Art. 2.—The alliance between the two high contracting parties shall have for its object the prosecution of the present war, in order to concur, by their united efforts, towards the re-establishment of a just balance of power, and to secure a real state of peace to Europe, and in particular to Italy, where the two high contracting parties guarantee the defence of their states and interests.

Art. 3.—In consequence of the preceding article, the high contracting parties have agreed to assist each other with all the means which Providence has placed at their disposal, and not to lay down their arms but by mutual agreement.

Art. 4.—His Majesty the Emperor of Austria, King of Hungary and Bohemia, guarantees to his Majesty the King of Naples, and to his heirs and successors, the free and peaceable enjoyment, and also the full and entire sovereignty of all the states of which his Majesty is actually in possession in Italy. His Imperial and Royal Apostolic Majesty will use his good offices for the inducing his allies to accede to the present guarantee.

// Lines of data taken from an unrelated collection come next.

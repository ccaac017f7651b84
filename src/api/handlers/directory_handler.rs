//! Directory handlers: client and employee listings.

use axum::{extract::State, response::Json, Router};

use crate::api::AppState;
use crate::domain::{ClientProfile, EmployeeListing};
use crate::errors::AppResult;

/// Create directory routes (merged at the router root)
pub fn directory_routes() -> Router<AppState> {
    Router::new()
        .route("/clients", axum::routing::get(list_clients))
        .route("/employees", axum::routing::get(list_employees))
}

/// List client profiles of active users
#[utoipa::path(
    get,
    path = "/clients",
    tag = "Directory",
    responses(
        (status = 200, description = "Client profiles, ordered by company name", body = [ClientProfile]),
        (status = 401, description = "Authentication required")
    ),
    security(("bearer_auth" = []))
)]
pub async fn list_clients(State(state): State<AppState>) -> AppResult<Json<Vec<ClientProfile>>> {
    let clients = state.user_service.list_clients().await?;
    Ok(Json(clients))
}

/// List active employees with their profiles
#[utoipa::path(
    get,
    path = "/employees",
    tag = "Directory",
    responses(
        (status = 200, description = "Active employees, ordered by name", body = [EmployeeListing]),
        (status = 401, description = "Authentication required")
    ),
    security(("bearer_auth" = []))
)]
pub async fn list_employees(
    State(state): State<AppState>,
) -> AppResult<Json<Vec<EmployeeListing>>> {
    let employees = state.user_service.list_employees().await?;
    Ok(Json(employees))
}
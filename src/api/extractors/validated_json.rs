//! Validated JSON extractor - Combines deserialization with validation.

use axum::{
    async_trait,
    extract::{rejection::JsonRejection, FromRequest, Request},
    Json,
};
use serde::de::DeserializeOwned;
use validator::Validate;

use crate::errors::AppError;

/// Validated JSON extractor that automatically validates requests.
///
/// # Example
///
/// ```rust,ignore
/// use serde::Deserialize;
/// use validator::Validate;
/// use medcase_api::api::extractors::ValidatedJson;
///
/// #[derive(Deserialize, Validate)]
/// struct LoginRequest {
///     #[validate(email)]
///     email: String,
///     #[validate(length(min = 8))]
///     password: String,
/// }
///
/// async fn login(ValidatedJson(payload): ValidatedJson<LoginRequest>) {
///     // payload is already validated
/// }
/// ```
pub struct ValidatedJson<T>(pub T);

#[async_trait]
impl<S, T> FromRequest<S> for ValidatedJson<T>
where
    S: Send + Sync,
    T: DeserializeOwned + Validate,
    Json<T>: FromRequest<S, Rejection = JsonRejection>,
{
    type Rejection = AppError;

    async fn from_request(req: Request, state: &S) -> Result<Self, Self::Rejection> {
        let Json(value) = Json::<T>::from_request(req, state)
            .await
            .map_err(|e| AppError::validation(e.body_text()))?;

        value
            .validate()
            .map_err(|e| AppError::validation(format_validation_errors(&e)))?;

        Ok(ValidatedJson(value))
    }
}

/// Format validation errors into a user-friendly string
fn format_validation_errors(errors: &validator::ValidationErrors) -> String {
    errors
        .field_errors()
        .iter()
        .flat_map(|(field, errs)| {
            errs.iter().map(move |e| {
                e.message
                    .as_ref()
                    .map(|m| m.to_string())
                    .unwrap_or_else(|| format!("{} is invalid", field))
            })
        })
        .collect::<Vec<_>>()
        .join(", ")
}
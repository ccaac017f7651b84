//! HTTP request handlers.

pub mod auth_handler;
pub mod case_handler;
pub mod directory_handler;
pub mod upload_handler;
pub mod user_handler;

pub use auth_handler::auth_routes;
pub use case_handler::case_routes;
pub use directory_handler::directory_routes;
pub use upload_handler::upload_routes;
pub use user_handler::user_routes;
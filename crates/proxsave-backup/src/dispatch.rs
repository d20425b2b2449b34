//! Phase 8, Dispatch: hands the finished bundle to every enabled storage
//! tier in turn via `proxsave_storage::sync_tier`, folding each tier's
//! result onto the shared `BackupStats` record.

use std::path::Path;

use proxsave_cmd::RunContext;
use proxsave_storage::retention::RetentionPolicy;
use proxsave_storage::target::{StorageTarget, UploadMetadata};
use proxsave_storage::{sync_tier, BackupStats, StorageError};

/// Runs `sync_tier` against every tier in order, returning on the first
/// critical-tier error. Tiers already dispatched keep their recorded
/// stats even if a later tier aborts the phase.
pub async fn dispatch_all(
    ctx: &RunContext,
    tiers: &[Box<dyn StorageTarget>],
    bundle_path: &Path,
    metadata: &UploadMetadata,
    retention: &RetentionPolicy,
    stats: &mut BackupStats,
) -> Result<(), StorageError> {
    for tier in tiers {
        let tier_stats = sync_tier(ctx, tier.as_ref(), bundle_path, metadata, retention).await?;
        stats.set_tier(tier_stats);
    }
    Ok(())
}

#[cfg(test)]
mod tests {
    use super::*;
    use proxsave_storage::target::{FsInfo, RemoteEntry, TierLocation, TierUsage};

    struct StubTier {
        name: String,
        critical: bool,
        fail_store: bool,
    }

    #[async_trait::async_trait]
    impl StorageTarget for StubTier {
        fn name(&self) -> &str {
            &self.name
        }
        fn location(&self) -> TierLocation {
            TierLocation { secondary: Some("stub".into()), ..Default::default() }
        }
        fn is_enabled(&self) -> bool {
            true
        }
        fn is_critical(&self) -> bool {
            self.critical
        }
        async fn detect_filesystem(&self, _ctx: &RunContext) -> Result<FsInfo, StorageError> {
            Ok(FsInfo { filesystem_type: "ext4".into(), available_bytes: 1, total_bytes: 1 })
        }
        async fn store(
            &self,
            _ctx: &RunContext,
            _local_path: &Path,
            _metadata: &UploadMetadata,
        ) -> Result<(), StorageError> {
            if self.fail_store {
                Err(StorageError::new(&self.name, "boom", self.critical))
            } else {
                Ok(())
            }
        }
        async fn list(&self, _ctx: &RunContext) -> Result<Vec<RemoteEntry>, StorageError> {
            Ok(vec![])
        }
        async fn delete(&self, _ctx: &RunContext, _remote_path: &str) -> Result<(), StorageError> {
            Ok(())
        }
        async fn apply_retention(
            &self,
            _ctx: &RunContext,
            _policy: &RetentionPolicy,
        ) -> Result<u64, StorageError> {
            Ok(0)
        }
        async fn verify_upload(&self, _ctx: &RunContext, _local: &Path, _remote: &str) -> Result<bool, StorageError> {
            Ok(true)
        }
        async fn get_stats(&self, _ctx: &RunContext) -> Result<TierUsage, StorageError> {
            Ok(TierUsage { total_backups: 1, available_space: Some(1), total_space: Some(1) })
        }
    }

    #[tokio::test]
    async fn non_critical_failure_is_recorded_not_propagated() {
        let tiers: Vec<Box<dyn StorageTarget>> = vec![Box::new(StubTier {
            name: "secondary".into(),
            critical: false,
            fail_store: true,
        })];
        let ctx = RunContext::new();
        let metadata = UploadMetadata {
            archive_basename: "x.bundle.tar".into(),
            manifest_created_at: chrono::Utc::now(),
            size: 1,
        };
        let retention = RetentionPolicy::disabled();
        let mut stats = BackupStats::default();

        dispatch_all(&ctx, &tiers, Path::new("/tmp/x.bundle.tar"), &metadata, &retention, &mut stats)
            .await
            .unwrap();

        assert_eq!(stats.tier("secondary").unwrap().status, proxsave_storage::TierStatus::Error);
    }

    #[tokio::test]
    async fn critical_failure_propagates() {
        let tiers: Vec<Box<dyn StorageTarget>> = vec![Box::new(StubTier {
            name: "primary".into(),
            critical: true,
            fail_store: true,
        })];
        let ctx = RunContext::new();
        let metadata = UploadMetadata {
            archive_basename: "x.bundle.tar".into(),
            manifest_created_at: chrono::Utc::now(),
            size: 1,
        };
        let retention = RetentionPolicy::disabled();
        let mut stats = BackupStats::default();

        let result =
            dispatch_all(&ctx, &tiers, Path::new("/tmp/x.bundle.tar"), &metadata, &retention, &mut stats).await;
        assert!(result.is_err());
    }
}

Art. 5.—In order to fix more precisely the assistance which the high contracting parties shall furnish to the common cause, his Majesty the Emperor of Austria, King of Hungary and Bohemia, engages to keep constantly in the field 150,000 men, of which 60,000 at least shall be to act in Italy. His Majesty the King of Naples promises likewise to bring into the field a corps of 30,000 men. These troops, consisting of a proportionate number of infantry, cavalry, and artillery, shall be constantly kept up to the full quota, whilst the present war shall last.

Art. 6.—In case the forces stipulated in the preceding article should not be sufficient for the defence of each other's states, and the common interests, his Majesty the Emperor of Austria, King of Hungary and Bohemia, and his Majesty the King of Naples, reciprocally promise to augment their auxiliary forces according to the exigency of the case, preserving always the proportion settled in the preceding article.

Art. 7.—In case his Majesty the King of Naples shall be at the head of his army, the corps of Austrian troops detached from the main army, and united with the corps of Neapolitan troops for the purpose of acting together, shall be under the immediate orders of this Sovereign.—In the contrary case, the grand Austrian army in Italy being commanded by a field-marshal, or a general in chief of his Majesty the Emperor of Austria, the Neapolitan corps destined to act with it, shall he under the orders of the said general. In case his Majesty the King shall he present, the operations shall be reciprocally combined and concerted in the manner the most analogous to the common interests, and to the success of the armies of the two Allies. In case his Majesty the King shall not be present at the army, the general commanding the Neapolitan troops will have to follow the orders of the general in chief of the Austrian army, according to the plan concerted between the two armies.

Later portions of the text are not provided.